Turkey seeking to expand influence among Europe’s Muslims - analyst

Ankara plans to widen its influence among Muslims in western European countries following steps by the European governments of Germany and Austria, to weaken Turkey’s grip, wrote Thomas Siebert in his column for the Arab Weekly.  

A secretariat in Ankara has been tasked with organising Europe-wide meetings of Muslims every two years following a 3-day conference in, Germany held under the auspices of Turkey’s state religious authorities and attendance Muslim Brotherhood representatives, Siebert said.

The meeting in Cologne, organised by Turkey’s Directorate for Religious Affairs (Diyanet), and its German affiliate, known as Ditib, saw attendance from the European Council for Fatwa and Research, an organisation in Dublin with close links to the Muslim Brotherhood, with local officials saying they had no knowledge of the gathering,  according to local newspaper Kolner Stadt-Anzeiger.

Diyanet is an important tool of soft power for Turkish President Recep Tayyip Erdoğan who often casts himself in the role of a protector of Muslims everywhere, Seibert wrote, noting that the religious body sends hundreds of Turkish imams to Germany and other European countries while constructing of dozens of mosques beyond Turkey’s borders.

The directorate’s affiliate Ditib runs about 900 mosques in the country, which is home to nearly 5 million Muslims.

European countries are wary of Erdogan’s efforts to use the millions of people of Turkish origin in Europe for its political ends,  Seibert wrote, noting that Ankara accuses Europe of turning a blind eye on an increase in Islamophobia on the continent.

“Turkey has been sending imams to mosques in Germany, Austria and other European countries for decades but that role has come under scrutiny in recent years,”  the Arab Weekly article said, pointing to news reports in Germany accused Ditib of spying on Erdogan critics in Turkish mosques in Germany, a charge denied by the association.
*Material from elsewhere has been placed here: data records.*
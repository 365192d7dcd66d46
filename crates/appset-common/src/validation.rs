//! Detection of unrecognised generators
//!
//! The generator spec is "one of N nullable fields" on the wire, so a
//! generator key this controller does not know deserialises to a spec with
//! zero populated variants. The typed object cannot tell us what the
//! unknown key was; that is recovered from the
//! `kubectl.kubernetes.io/last-applied-configuration` annotation, which
//! preserves the user's raw input. Every failure mode degrades gracefully
//! to "invalid, but nameless".

use std::collections::BTreeSet;

use kube::ResourceExt;
use tracing::warn;

use crate::crd::ApplicationSet;
use crate::LAST_APPLIED_CONFIG_ANNOTATION;

/// Return whether the ApplicationSet contains invalid (zero-variant)
/// generators, along with the generator names recovered from the
/// last-applied-configuration annotation.
pub fn check_invalid_generators(app_set: &ApplicationSet) -> (bool, BTreeSet<String>) {
    let mut has_invalid = false;
    let mut names = BTreeSet::new();

    for (index, generator) in app_set.spec.generators.iter().enumerate() {
        if generator.variant().is_none() {
            has_invalid = true;
            if let Some(name) = invalid_generator_name(app_set, index) {
                names.insert(name);
            }
        }
    }

    (has_invalid, names)
}

/// Log a warning if the ApplicationSet contains unrecognised generators.
/// Returns the warning text for the caller to attach to a condition.
pub fn log_invalid_generators(app_set: &ApplicationSet) -> Option<String> {
    let (has_invalid, names) = check_invalid_generators(app_set);
    let message = invalid_generators_message(&app_set.name_any(), has_invalid, &names)?;
    warn!("{message}");
    Some(message)
}

/// Format the unrecognised-generator warning.
pub fn invalid_generators_message(
    name: &str,
    has_invalid: bool,
    invalid_names: &BTreeSet<String>,
) -> Option<String> {
    if !invalid_names.is_empty() {
        let joined = invalid_names
            .iter()
            .cloned()
            .collect::<Vec<_>>()
            .join(", ");
        Some(format!(
            "ApplicationSet {name} contains unrecognized generators: {joined}"
        ))
    } else if has_invalid {
        Some(format!(
            "ApplicationSet {name} contains unrecognized generators"
        ))
    } else {
        None
    }
}

/// Recover the user-facing name of the generator at `index` from the
/// last-applied-configuration annotation: parse it as JSON, follow
/// `.spec.generators[index]`, report its first key.
fn invalid_generator_name(app_set: &ApplicationSet, index: usize) -> Option<String> {
    let config = app_set
        .metadata
        .annotations
        .as_ref()?
        .get(LAST_APPLIED_CONFIG_ANNOTATION)?;

    let values: serde_json::Value = match serde_json::from_str(config) {
        Ok(v) => v,
        Err(_) => {
            warn!("couldn't unmarshal {LAST_APPLIED_CONFIG_ANNOTATION} annotation");
            return None;
        }
    };

    let Some(generators) = values
        .get("spec")
        .and_then(|spec| spec.get("generators"))
        .and_then(|g| g.as_array())
    else {
        warn!("couldn't get spec.generators from {LAST_APPLIED_CONFIG_ANNOTATION} annotation");
        return None;
    };

    let Some(generator) = generators.get(index).and_then(|g| g.as_object()) else {
        warn!(
            index,
            len = generators.len(),
            "generator index out of range in {LAST_APPLIED_CONFIG_ANNOTATION} annotation"
        );
        return None;
    };

    generator.keys().next().cloned()
}

#[cfg(test)]
mod tests {
    use super::*;
    use crate::crd::{ApplicationSetSpec, GeneratorSpec, GitGenerator, ListGenerator};
    use kube::core::ObjectMeta;
    use std::collections::BTreeMap;

    fn app_set_with(
        name: &str,
        generators: Vec<GeneratorSpec>,
        last_applied: Option<&str>,
    ) -> ApplicationSet {
        let mut app_set = ApplicationSet::new(
            name,
            ApplicationSetSpec {
                generators,
                ..Default::default()
            },
        );
        if let Some(config) = last_applied {
            app_set.metadata = ObjectMeta {
                name: Some(name.to_string()),
                annotations: Some(BTreeMap::from([(
                    LAST_APPLIED_CONFIG_ANNOTATION.to_string(),
                    config.to_string(),
                )])),
                ..Default::default()
            };
        }
        app_set
    }

    fn list_generator() -> GeneratorSpec {
        GeneratorSpec {
            list: Some(ListGenerator::default()),
            ..Default::default()
        }
    }

    fn git_generator() -> GeneratorSpec {
        GeneratorSpec {
            git: Some(GitGenerator {
                repo_url: "https://github.com/example/apps.git".to_string(),
                ..Default::default()
            }),
            ..Default::default()
        }
    }

    #[test]
    fn all_valid_generators_pass() {
        let app_set = app_set_with("ok", vec![list_generator(), git_generator()], None);
        let (has_invalid, names) = check_invalid_generators(&app_set);
        assert!(!has_invalid);
        assert!(names.is_empty());
        assert_eq!(invalid_generators_message("ok", has_invalid, &names), None);
    }

    #[test]
    fn unrecognized_generators_are_named_from_the_annotation() {
        let last_applied = r#"{
            "spec": {
                "generators": [{"list":{}},{"bbb":{}},{"git":{}},{"aaa":{}}]
            }
        }"#;
        let app_set = app_set_with(
            "test-app-set",
            vec![
                list_generator(),
                GeneratorSpec::default(),
                git_generator(),
                GeneratorSpec::default(),
            ],
            Some(last_applied),
        );

        let (has_invalid, names) = check_invalid_generators(&app_set);
        assert!(has_invalid);
        assert_eq!(
            invalid_generators_message("test-app-set", has_invalid, &names).as_deref(),
            Some("ApplicationSet test-app-set contains unrecognized generators: aaa, bbb")
        );
    }

    #[test]
    fn malformed_annotation_degrades_to_nameless_warning() {
        let app_set = app_set_with(
            "broken",
            vec![GeneratorSpec::default()],
            Some("not json at all"),
        );
        let (has_invalid, names) = check_invalid_generators(&app_set);
        assert!(has_invalid);
        assert!(names.is_empty());
        assert_eq!(
            invalid_generators_message("broken", has_invalid, &names).as_deref(),
            Some("ApplicationSet broken contains unrecognized generators")
        );
    }

    #[test]
    fn missing_annotation_degrades_to_nameless_warning() {
        let app_set = app_set_with("no-annotation", vec![GeneratorSpec::default()], None);
        let (has_invalid, names) = check_invalid_generators(&app_set);
        assert!(has_invalid);
        assert!(names.is_empty());
    }

    #[test]
    fn out_of_range_index_degrades_gracefully() {
        // Annotation lists fewer generators than the spec carries
        let last_applied = r#"{"spec": {"generators": [{"list":{}}]}}"#;
        let app_set = app_set_with(
            "short",
            vec![list_generator(), GeneratorSpec::default()],
            Some(last_applied),
        );
        let (has_invalid, names) = check_invalid_generators(&app_set);
        assert!(has_invalid);
        assert!(names.is_empty());
    }

    #[test]
    fn annotation_without_spec_section_degrades_gracefully() {
        let app_set = app_set_with(
            "no-spec",
            vec![GeneratorSpec::default()],
            Some(r#"{"metadata": {}}"#),
        );
        let (has_invalid, names) = check_invalid_generators(&app_set);
        assert!(has_invalid);
        assert!(names.is_empty());
    }
}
Germany’s Interior Minister Horst Seehofer last November called for an “Islam for Germany, an Islam of Germans” asking Muslim congregations in his country to phase out financial support from abroad, in what was seen as a reference to Turkey.

Meanwhile Austria’s government last year closed a total of seven Turkish-run mosques and initiated investigations against 40 imams over allegations that they were accepting money from Turkey.

The conference in Cologne was a sign that Turkey was trying to gain a supervising role over Muslim groups in Europe, according to Volker Beck, a former German lawmaker who teaches at the Centre for Religious Studies at Ruhr University in Bochum, Germany.

Turkey’s top religious body is looking to “tie Muslims in all of Europe to Turkey” with the help of the coordination body supported by the Cologne meeting, Beck said on Twitter.

“Erdoğan sees these debates as a European attempt to curb his influence, and responds not only by strengthening his patronage of Turkish Muslims, but also other Muslim diasporas,” Seibert quoted Aykan Erdemir, a senior fellow at the Foundation for Defense of Democracies, as saying.